## [WORK INSTRUCTIONS]
In the records below, find the line that contains "pub struct LiveTestRequest" and the line that contains "the reserved bag.", then retype exactly those two lines and every line between them.

## [EXTRACTED MATERIAL]
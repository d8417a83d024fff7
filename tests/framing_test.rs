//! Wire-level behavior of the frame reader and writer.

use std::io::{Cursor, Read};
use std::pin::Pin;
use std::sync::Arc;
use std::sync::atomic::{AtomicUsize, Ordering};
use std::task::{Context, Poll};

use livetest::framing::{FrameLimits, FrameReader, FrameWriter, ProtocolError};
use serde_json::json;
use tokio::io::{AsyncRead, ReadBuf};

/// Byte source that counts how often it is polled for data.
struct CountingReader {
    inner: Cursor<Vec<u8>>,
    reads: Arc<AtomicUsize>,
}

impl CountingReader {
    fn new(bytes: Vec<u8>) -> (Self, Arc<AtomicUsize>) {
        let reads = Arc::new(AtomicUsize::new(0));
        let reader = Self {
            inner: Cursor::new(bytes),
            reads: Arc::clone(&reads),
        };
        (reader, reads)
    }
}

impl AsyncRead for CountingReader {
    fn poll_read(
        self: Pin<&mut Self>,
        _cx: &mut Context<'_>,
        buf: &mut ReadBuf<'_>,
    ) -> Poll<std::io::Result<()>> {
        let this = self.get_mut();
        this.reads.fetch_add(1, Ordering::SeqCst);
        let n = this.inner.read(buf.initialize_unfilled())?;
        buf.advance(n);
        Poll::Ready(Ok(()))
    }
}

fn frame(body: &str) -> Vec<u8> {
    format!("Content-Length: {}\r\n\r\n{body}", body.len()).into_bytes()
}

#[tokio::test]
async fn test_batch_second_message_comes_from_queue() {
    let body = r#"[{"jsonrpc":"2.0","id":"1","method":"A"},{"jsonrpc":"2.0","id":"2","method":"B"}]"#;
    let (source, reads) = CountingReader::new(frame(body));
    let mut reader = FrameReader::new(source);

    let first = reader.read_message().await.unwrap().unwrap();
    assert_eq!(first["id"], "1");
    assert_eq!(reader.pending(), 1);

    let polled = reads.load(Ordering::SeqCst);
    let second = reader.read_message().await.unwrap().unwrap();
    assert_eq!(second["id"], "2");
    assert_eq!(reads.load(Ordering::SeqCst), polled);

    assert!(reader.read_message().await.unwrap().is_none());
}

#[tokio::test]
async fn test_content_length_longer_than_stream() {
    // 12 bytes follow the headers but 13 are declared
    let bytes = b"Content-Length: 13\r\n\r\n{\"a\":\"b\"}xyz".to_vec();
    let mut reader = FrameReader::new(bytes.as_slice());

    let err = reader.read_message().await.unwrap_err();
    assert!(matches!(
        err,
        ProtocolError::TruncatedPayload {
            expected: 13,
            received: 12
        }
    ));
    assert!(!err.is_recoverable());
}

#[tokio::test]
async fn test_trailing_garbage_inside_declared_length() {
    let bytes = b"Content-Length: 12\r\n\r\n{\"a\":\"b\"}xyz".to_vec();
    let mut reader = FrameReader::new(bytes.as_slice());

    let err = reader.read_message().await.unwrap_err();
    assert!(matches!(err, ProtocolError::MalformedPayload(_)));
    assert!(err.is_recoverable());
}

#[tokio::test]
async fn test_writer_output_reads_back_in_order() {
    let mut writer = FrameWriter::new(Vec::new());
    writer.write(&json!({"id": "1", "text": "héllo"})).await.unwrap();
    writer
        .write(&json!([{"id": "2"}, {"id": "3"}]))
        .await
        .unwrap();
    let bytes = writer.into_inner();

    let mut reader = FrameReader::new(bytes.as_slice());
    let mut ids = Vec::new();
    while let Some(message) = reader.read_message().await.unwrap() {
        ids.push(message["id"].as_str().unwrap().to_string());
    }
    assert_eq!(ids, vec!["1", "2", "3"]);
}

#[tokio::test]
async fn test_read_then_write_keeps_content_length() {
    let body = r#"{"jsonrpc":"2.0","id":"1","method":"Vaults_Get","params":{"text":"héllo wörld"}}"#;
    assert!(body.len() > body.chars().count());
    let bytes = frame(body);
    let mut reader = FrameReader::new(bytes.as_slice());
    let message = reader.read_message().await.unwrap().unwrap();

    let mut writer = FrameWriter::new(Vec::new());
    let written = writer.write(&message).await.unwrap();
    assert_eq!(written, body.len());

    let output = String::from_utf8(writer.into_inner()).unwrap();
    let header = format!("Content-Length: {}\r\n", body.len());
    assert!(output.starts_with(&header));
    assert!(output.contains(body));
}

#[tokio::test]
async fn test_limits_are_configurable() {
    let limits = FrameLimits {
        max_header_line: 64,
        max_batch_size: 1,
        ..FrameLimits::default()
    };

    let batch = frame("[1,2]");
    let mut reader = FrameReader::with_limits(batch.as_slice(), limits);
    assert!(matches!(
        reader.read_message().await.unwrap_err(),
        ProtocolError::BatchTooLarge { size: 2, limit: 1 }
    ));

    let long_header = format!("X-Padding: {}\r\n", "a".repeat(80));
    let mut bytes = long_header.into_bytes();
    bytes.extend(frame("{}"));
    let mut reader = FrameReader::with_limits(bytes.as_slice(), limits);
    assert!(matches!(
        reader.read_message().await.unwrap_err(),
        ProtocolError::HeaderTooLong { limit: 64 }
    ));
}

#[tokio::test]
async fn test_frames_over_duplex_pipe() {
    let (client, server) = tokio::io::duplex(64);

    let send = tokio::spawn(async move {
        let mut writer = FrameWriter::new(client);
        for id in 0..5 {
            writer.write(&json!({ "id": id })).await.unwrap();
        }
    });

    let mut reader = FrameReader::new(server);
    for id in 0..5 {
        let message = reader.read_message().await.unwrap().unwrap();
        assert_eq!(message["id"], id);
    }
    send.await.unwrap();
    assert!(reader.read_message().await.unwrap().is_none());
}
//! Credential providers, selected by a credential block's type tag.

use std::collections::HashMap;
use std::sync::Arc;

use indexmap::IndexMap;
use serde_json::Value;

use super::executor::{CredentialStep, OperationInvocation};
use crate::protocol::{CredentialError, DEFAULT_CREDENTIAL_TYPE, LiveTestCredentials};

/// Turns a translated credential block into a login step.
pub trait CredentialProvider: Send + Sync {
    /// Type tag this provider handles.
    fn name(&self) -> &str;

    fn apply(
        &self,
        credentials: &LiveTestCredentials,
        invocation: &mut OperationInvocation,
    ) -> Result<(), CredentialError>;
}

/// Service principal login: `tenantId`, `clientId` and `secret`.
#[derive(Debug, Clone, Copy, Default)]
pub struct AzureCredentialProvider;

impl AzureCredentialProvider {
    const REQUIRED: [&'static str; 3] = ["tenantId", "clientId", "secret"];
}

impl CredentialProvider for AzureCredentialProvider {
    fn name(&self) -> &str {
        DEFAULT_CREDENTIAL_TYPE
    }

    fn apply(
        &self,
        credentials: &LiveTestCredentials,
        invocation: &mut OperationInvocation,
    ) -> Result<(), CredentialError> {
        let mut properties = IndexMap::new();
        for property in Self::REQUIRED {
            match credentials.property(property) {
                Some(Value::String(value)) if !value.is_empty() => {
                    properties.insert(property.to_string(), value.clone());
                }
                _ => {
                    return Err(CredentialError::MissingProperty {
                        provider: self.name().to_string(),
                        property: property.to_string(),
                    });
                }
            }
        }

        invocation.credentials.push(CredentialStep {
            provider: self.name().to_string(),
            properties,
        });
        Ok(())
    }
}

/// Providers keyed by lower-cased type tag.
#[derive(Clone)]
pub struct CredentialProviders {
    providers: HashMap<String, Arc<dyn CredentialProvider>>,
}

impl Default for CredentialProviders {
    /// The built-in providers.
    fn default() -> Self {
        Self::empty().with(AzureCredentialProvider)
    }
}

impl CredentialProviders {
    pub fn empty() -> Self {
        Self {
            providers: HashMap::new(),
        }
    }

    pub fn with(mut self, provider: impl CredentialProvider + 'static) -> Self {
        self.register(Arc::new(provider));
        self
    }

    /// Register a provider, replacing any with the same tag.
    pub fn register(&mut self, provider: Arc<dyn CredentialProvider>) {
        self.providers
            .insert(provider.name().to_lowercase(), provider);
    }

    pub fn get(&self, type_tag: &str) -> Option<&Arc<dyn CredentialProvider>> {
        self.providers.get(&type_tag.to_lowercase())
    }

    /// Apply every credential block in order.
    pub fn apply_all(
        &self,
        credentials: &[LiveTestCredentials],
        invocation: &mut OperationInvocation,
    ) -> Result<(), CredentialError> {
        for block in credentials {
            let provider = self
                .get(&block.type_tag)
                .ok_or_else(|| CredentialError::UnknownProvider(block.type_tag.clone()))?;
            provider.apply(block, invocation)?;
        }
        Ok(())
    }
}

...

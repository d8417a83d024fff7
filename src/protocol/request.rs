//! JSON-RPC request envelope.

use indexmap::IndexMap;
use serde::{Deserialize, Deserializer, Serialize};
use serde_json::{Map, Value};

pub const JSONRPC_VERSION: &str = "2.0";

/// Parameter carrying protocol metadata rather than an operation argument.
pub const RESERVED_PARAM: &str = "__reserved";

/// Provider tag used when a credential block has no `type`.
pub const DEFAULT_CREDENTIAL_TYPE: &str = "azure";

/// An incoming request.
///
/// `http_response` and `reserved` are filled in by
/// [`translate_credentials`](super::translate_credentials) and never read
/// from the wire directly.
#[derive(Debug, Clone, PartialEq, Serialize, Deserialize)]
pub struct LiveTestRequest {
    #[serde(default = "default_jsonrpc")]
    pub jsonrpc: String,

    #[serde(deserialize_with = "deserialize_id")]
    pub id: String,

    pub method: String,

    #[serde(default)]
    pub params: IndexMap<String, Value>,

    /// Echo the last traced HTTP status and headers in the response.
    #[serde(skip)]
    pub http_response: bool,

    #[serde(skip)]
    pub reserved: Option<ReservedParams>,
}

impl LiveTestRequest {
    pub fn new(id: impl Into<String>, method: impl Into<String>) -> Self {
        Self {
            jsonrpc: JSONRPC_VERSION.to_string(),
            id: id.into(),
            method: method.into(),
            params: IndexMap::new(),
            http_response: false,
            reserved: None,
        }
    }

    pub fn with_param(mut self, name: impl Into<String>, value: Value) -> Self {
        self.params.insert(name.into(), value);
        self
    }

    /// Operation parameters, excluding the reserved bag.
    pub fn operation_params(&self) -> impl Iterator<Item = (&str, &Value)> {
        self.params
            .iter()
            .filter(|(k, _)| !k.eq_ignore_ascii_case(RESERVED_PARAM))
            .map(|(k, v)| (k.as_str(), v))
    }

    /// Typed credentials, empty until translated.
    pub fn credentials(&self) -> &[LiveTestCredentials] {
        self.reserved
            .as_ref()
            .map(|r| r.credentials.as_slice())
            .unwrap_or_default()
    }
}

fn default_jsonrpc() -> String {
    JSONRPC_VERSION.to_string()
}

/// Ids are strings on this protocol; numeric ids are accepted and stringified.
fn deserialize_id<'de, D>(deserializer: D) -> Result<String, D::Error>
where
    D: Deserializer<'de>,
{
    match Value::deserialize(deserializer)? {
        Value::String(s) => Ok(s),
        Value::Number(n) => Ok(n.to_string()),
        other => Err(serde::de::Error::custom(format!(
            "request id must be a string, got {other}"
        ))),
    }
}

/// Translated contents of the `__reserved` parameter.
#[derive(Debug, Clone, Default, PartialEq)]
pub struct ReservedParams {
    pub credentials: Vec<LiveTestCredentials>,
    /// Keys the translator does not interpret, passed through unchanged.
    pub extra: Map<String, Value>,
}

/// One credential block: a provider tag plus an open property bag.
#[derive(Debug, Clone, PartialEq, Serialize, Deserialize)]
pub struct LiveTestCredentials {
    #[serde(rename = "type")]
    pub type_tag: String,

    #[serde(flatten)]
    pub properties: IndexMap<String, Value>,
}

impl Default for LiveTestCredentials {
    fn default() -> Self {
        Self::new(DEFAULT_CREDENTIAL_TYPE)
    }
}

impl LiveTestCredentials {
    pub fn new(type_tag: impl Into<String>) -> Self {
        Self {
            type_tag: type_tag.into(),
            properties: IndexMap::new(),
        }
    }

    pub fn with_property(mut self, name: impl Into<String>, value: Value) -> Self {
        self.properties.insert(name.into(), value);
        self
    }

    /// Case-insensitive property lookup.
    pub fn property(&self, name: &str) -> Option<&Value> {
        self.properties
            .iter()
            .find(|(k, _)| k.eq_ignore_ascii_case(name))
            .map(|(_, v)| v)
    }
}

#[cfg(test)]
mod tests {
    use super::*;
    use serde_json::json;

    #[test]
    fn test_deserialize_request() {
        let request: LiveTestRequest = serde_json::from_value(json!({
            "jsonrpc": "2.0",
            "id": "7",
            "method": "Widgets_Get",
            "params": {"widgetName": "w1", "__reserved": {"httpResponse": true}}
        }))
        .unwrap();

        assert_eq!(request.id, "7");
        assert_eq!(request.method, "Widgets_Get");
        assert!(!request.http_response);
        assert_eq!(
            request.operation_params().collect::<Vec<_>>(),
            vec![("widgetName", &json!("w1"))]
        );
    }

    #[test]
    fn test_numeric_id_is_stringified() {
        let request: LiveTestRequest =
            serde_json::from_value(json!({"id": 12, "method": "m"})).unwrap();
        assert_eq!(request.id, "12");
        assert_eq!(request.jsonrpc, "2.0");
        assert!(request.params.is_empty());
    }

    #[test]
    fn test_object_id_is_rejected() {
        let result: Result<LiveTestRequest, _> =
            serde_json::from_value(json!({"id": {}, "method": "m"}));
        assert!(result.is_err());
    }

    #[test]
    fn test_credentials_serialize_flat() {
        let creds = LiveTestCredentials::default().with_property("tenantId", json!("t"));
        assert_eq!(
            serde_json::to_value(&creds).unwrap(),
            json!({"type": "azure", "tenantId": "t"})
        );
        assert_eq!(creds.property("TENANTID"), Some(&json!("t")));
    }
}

## [ANSWER]
pub struct LiveTestRequest {
    #[serde(default = "default_jsonrpc")]
    pub jsonrpc: String,

    #[serde(deserialize_with = "deserialize_id")]
    pub id: String,

    pub method: String,

    #[serde(default)]
    pub params: IndexMap<String, Value>,

    /// Echo the last traced HTTP status and headers in the response.
    #[serde(skip)]
    pub http_response: bool,

    #[serde(skip)]
    pub reserved: Option<ReservedParams>,
}

impl LiveTestRequest {
    pub fn new(id: impl Into<String>, method: impl Into<String>) -> Self {
        Self {
            jsonrpc: JSONRPC_VERSION.to_string(),
            id: id.into(),
            method: method.into(),
            params: IndexMap::new(),
            http_response: false,
            reserved: None,
        }
    }

    pub fn with_param(mut self, name: impl Into<String>, value: Value) -> Self {
        self.params.insert(name.into(), value);
        self
    }

    /// Operation parameters, excluding the reserved bag.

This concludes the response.